What needs to be done = Send back all of the records, each one exactly as written.

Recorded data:
====

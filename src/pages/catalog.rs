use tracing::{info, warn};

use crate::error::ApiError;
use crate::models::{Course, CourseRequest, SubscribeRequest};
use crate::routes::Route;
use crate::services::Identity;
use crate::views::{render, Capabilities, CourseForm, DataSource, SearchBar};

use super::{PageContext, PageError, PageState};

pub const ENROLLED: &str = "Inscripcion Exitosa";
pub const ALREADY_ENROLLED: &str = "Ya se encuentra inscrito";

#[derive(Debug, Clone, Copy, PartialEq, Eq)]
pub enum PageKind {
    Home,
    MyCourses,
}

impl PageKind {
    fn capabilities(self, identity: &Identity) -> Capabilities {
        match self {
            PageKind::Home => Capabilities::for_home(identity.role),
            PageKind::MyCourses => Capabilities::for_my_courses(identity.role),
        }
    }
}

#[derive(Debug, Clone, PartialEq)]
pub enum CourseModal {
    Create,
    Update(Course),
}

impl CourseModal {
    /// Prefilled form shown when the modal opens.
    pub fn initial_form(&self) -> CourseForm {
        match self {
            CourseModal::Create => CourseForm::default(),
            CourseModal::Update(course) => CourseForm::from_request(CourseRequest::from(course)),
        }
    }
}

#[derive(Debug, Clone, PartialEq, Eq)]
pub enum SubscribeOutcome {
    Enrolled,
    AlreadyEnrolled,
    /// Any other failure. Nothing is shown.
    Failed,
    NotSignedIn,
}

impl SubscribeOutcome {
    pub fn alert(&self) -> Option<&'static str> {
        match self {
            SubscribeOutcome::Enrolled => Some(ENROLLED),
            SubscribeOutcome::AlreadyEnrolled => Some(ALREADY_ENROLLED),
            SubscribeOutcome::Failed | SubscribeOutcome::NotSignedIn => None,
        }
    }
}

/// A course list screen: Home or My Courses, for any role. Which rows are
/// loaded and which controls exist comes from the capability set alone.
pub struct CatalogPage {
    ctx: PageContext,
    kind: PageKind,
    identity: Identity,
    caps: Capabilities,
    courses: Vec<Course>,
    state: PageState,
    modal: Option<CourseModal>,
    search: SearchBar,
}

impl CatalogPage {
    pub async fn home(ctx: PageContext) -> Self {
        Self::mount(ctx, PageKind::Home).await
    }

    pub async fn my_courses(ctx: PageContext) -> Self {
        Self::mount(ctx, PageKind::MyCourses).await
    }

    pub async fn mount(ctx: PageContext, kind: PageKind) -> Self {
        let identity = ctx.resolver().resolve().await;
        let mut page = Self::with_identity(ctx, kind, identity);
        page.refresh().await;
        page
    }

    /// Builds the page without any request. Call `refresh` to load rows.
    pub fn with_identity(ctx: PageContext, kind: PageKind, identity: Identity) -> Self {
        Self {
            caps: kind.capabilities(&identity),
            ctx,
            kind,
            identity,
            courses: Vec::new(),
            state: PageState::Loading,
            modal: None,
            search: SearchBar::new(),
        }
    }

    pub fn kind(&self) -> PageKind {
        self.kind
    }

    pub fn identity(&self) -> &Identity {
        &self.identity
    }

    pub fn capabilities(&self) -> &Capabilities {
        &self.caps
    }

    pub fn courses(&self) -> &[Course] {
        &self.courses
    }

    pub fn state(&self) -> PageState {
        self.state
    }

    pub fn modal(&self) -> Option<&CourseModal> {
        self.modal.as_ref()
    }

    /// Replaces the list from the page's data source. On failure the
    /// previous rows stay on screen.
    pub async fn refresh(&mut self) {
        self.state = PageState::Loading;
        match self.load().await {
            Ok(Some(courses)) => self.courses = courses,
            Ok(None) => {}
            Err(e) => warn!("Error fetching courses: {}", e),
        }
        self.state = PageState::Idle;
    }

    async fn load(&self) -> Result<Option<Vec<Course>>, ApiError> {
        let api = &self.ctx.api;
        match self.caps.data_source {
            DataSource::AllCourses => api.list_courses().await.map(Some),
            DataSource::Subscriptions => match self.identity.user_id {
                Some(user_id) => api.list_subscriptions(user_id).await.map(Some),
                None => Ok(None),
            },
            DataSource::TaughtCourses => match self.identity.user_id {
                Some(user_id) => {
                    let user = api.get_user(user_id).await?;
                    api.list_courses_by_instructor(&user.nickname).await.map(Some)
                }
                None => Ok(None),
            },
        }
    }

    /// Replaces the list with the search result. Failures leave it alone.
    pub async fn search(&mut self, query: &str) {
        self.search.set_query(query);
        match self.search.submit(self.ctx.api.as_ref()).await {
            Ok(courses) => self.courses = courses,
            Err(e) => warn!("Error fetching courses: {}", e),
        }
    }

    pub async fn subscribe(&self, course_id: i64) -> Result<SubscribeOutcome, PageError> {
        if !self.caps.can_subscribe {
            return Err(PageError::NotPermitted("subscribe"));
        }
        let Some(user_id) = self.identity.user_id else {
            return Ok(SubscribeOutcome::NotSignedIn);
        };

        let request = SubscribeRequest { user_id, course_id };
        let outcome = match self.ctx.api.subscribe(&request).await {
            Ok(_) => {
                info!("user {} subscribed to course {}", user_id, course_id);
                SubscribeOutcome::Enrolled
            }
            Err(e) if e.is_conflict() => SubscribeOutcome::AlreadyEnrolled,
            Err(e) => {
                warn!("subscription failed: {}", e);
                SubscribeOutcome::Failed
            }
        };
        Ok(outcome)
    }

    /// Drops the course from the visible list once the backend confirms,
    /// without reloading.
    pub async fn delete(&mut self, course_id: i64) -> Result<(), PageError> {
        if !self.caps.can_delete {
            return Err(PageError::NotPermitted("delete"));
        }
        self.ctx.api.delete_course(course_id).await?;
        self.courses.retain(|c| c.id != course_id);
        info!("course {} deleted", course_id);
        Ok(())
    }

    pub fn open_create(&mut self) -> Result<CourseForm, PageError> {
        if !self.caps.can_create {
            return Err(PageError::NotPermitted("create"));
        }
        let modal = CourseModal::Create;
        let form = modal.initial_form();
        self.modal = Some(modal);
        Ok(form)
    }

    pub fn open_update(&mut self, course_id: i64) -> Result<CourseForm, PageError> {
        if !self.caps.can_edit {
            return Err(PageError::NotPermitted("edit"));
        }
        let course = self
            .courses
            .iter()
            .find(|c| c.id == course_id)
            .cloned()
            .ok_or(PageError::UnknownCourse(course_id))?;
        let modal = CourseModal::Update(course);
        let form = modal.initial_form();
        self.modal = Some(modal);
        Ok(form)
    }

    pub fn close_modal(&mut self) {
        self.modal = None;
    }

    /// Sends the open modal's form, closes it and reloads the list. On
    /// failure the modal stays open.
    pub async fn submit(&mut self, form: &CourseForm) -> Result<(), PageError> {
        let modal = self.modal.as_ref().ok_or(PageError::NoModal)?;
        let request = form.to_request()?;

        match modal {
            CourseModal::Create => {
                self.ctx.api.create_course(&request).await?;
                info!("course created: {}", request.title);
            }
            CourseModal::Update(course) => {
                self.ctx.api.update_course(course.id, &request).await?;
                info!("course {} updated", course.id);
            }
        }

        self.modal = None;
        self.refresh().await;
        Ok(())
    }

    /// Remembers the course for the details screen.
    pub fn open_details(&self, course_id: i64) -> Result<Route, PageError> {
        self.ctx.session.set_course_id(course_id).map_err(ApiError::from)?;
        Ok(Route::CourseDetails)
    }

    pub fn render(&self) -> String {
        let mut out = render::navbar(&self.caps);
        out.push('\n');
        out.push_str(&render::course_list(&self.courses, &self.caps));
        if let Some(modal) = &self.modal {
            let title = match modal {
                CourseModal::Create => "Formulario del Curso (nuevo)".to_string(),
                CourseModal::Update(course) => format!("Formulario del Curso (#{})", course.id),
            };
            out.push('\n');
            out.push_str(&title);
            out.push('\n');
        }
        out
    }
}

====

Reply to the task =
filename src/pages/catalog.rs
use tracing::{info, warn};

use crate::error::ApiError;
use crate::models::{Course, CourseRequest, SubscribeRequest};
use crate::routes::Route;
use crate::services::Identity;
use crate::views::{render, Capabilities, CourseForm, DataSource, SearchBar};

use super::{PageContext, PageError, PageState};

pub const ENROLLED: &str = "Inscripcion Exitosa";
pub const ALREADY_ENROLLED: &str = "Ya se encuentra inscrito";

#[derive(Debug, Clone, Copy, PartialEq, Eq)]
pub enum PageKind {
    Home,
    MyCourses,
}

impl PageKind {
    fn capabilities(self, identity: &Identity) -> Capabilities {
        match self {
            PageKind::Home => Capabilities::for_home(identity.role),
            PageKind::MyCourses => Capabilities::for_my_courses(identity.role),
        }
    }
}

#[derive(Debug, Clone, PartialEq)]
pub enum CourseModal {
    Create,
    Update(Course),
}

impl CourseModal {
    /// Prefilled form shown when the modal opens.
    pub fn initial_form(&self) -> CourseForm {
        match self {
            CourseModal::Create => CourseForm::default(),
            CourseModal::Update(course) => CourseForm::from_request(CourseRequest::from(course)),
        }
    }
}

#[derive(Debug, Clone, PartialEq, Eq)]
pub enum SubscribeOutcome {
    Enrolled,
    AlreadyEnrolled,
    /// Any other failure. Nothing is shown.
    Failed,
    NotSignedIn,
}

impl SubscribeOutcome {
    pub fn alert(&self) -> Option<&'static str> {
        match self {
            SubscribeOutcome::Enrolled => Some(ENROLLED),
            SubscribeOutcome::AlreadyEnrolled => Some(ALREADY_ENROLLED),
            SubscribeOutcome::Failed | SubscribeOutcome::NotSignedIn => None,
        }
    }
}

/// A course list screen: Home or My Courses, for any role. Which rows are
/// loaded and which controls exist comes from the capability set alone.
pub struct CatalogPage {
    ctx: PageContext,
    kind: PageKind,
    identity: Identity,
    caps: Capabilities,
    courses: Vec<Course>,
    state: PageState,
    modal: Option<CourseModal>,
    search: SearchBar,
}

impl CatalogPage {
    pub async fn home(ctx: PageContext) -> Self {
        Self::mount(ctx, PageKind::Home).await
    }

    pub async fn my_courses(ctx: PageContext) -> Self {
        Self::mount(ctx, PageKind::MyCourses).await
    }

    pub async fn mount(ctx: PageContext, kind: PageKind) -> Self {
        let identity = ctx.resolver().resolve().await;
        let mut page = Self::with_identity(ctx, kind, identity);
        page.refresh().await;
        page
    }

    /// Builds the page without any request. Call `refresh` to load rows.
    pub fn with_identity(ctx: PageContext, kind: PageKind, identity: Identity) -> Self {
        Self {
            caps: kind.capabilities(&identity),
            ctx,
            kind,
            identity,
            courses: Vec::new(),
            state: PageState::Loading,
            modal: None,
            search: SearchBar::new(),
        }
    }

    pub fn kind(&self) -> PageKind {
        self.kind
    }

    pub fn identity(&self) -> &Identity {
        &self.identity
    }

    pub fn capabilities(&self) -> &Capabilities {
        &self.caps
    }

    pub fn courses(&self) -> &[Course] {
        &self.courses
    }

    pub fn state(&self) -> PageState {
        self.state
    }

    pub fn modal(&self) -> Option<&CourseModal> {
        self.modal.as_ref()
    }

    /// Replaces the list from the page's data source. On failure the
    /// previous rows stay on screen.
    pub async fn refresh(&mut self) {
        self.state = PageState::Loading;
        match self.load().await {
            Ok(Some(courses)) => self.courses = courses,
            Ok(None) => {}
            Err(e) => warn!("Error fetching courses: {}", e),
        }
        self.state = PageState::Idle;
    }

    async fn load(&self) -> Result<Option<Vec<Course>>, ApiError> {
        let api = &self.ctx.api;
        match self.caps.data_source {
            DataSource::AllCourses => api.list_courses().await.map(Some),
            DataSource::Subscriptions => match self.identity.user_id {
                Some(user_id) => api.list_subscriptions(user_id).await.map(Some),
                None => Ok(None),
            },
            DataSource::TaughtCourses => match self.identity.user_id {
                Some(user_id) => {
                    let user = api.get_user(user_id).await?;
                    api.list_courses_by_instructor(&user.nickname).await.map(Some)
                }
                None => Ok(None),
            },
        }
    }

    /// Replaces the list with the search result. Failures leave it alone.
    pub async fn search(&mut self, query: &str) {
        self.search.set_query(query);
        match self.search.submit(self.ctx.api.as_ref()).await {
            Ok(courses) => self.courses = courses,
            Err(e) => warn!("Error fetching courses: {}", e),
        }
    }

    pub async fn subscribe(&self, course_id: i64) -> Result<SubscribeOutcome, PageError> {
        if !self.caps.can_subscribe {
            return Err(PageError::NotPermitted("subscribe"));
        }
        let Some(user_id) = self.identity.user_id else {
            return Ok(SubscribeOutcome::NotSignedIn);
        };

        let request = SubscribeRequest { user_id, course_id };
        let outcome = match self.ctx.api.subscribe(&request).await {
            Ok(_) => {
                info!("user {} subscribed to course {}", user_id, course_id);
                SubscribeOutcome::Enrolled
            }
            Err(e) if e.is_conflict() => SubscribeOutcome::AlreadyEnrolled,
            Err(e) => {
                warn!("subscription failed: {}", e);
                SubscribeOutcome::Failed
            }
        };
        Ok(outcome)
    }

    /// Drops the course from the visible list once the backend confirms,
    /// without reloading.
    pub async fn delete(&mut self, course_id: i64) -> Result<(), PageError> {
        if !self.caps.can_delete {
            return Err(PageError::NotPermitted("delete"));
        }
        self.ctx.api.delete_course(course_id).await?;
        self.courses.retain(|c| c.id != course_id);
        info!("course {} deleted", course_id);
        Ok(())
    }

    pub fn open_create(&mut self) -> Result<CourseForm, PageError> {
        if !self.caps.can_create {
            return Err(PageError::NotPermitted("create"));
        }
        let modal = CourseModal::Create;
        let form = modal.initial_form();
        self.modal = Some(modal);
        Ok(form)
    }

    pub fn open_update(&mut self, course_id: i64) -> Result<CourseForm, PageError> {
        if !self.caps.can_edit {
            return Err(PageError::NotPermitted("edit"));
        }
        let course = self
            .courses
            .iter()
            .find(|c| c.id == course_id)
            .cloned()
            .ok_or(PageError::UnknownCourse(course_id))?;
        let modal = CourseModal::Update(course);
        let form = modal.initial_form();
        self.modal = Some(modal);
        Ok(form)
    }

    pub fn close_modal(&mut self) {
        self.modal = None;
    }

    /// Sends the open modal's form, closes it and reloads the list. On
    /// failure the modal stays open.
    pub async fn submit(&mut self, form: &CourseForm) -> Result<(), PageError> {
        let modal = self.modal.as_ref().ok_or(PageError::NoModal)?;
        let request = form.to_request()?;

        match modal {
            CourseModal::Create => {
                self.ctx.api.create_course(&request).await?;
                info!("course created: {}", request.title);
            }
            CourseModal::Update(course) => {
                self.ctx.api.update_course(course.id, &request).await?;
                info!("course {} updated", course.id);
            }
        }

        self.modal = None;
        self.refresh().await;
        Ok(())
    }

    /// Remembers the course for the details screen.
    pub fn open_details(&self, course_id: i64) -> Result<Route, PageError> {
        self.ctx.session.set_course_id(course_id).map_err(ApiError::from)?;
        Ok(Route::CourseDetails)
    }

    pub fn render(&self) -> String {
        let mut out = render::navbar(&self.caps);
        out.push('\n');
        out.push_str(&render::course_list(&self.courses, &self.caps));
        if let Some(modal) = &self.modal {
            let title = match modal {
                CourseModal::Create => "Formulario del Curso (nuevo)".to_string(),
                CourseModal::Update(course) => format!("Formulario del Curso (#{})", course.id),
            };
            out.push('\n');
            out.push_str(&title);
            out.push('\n');
        }
        out
    }
}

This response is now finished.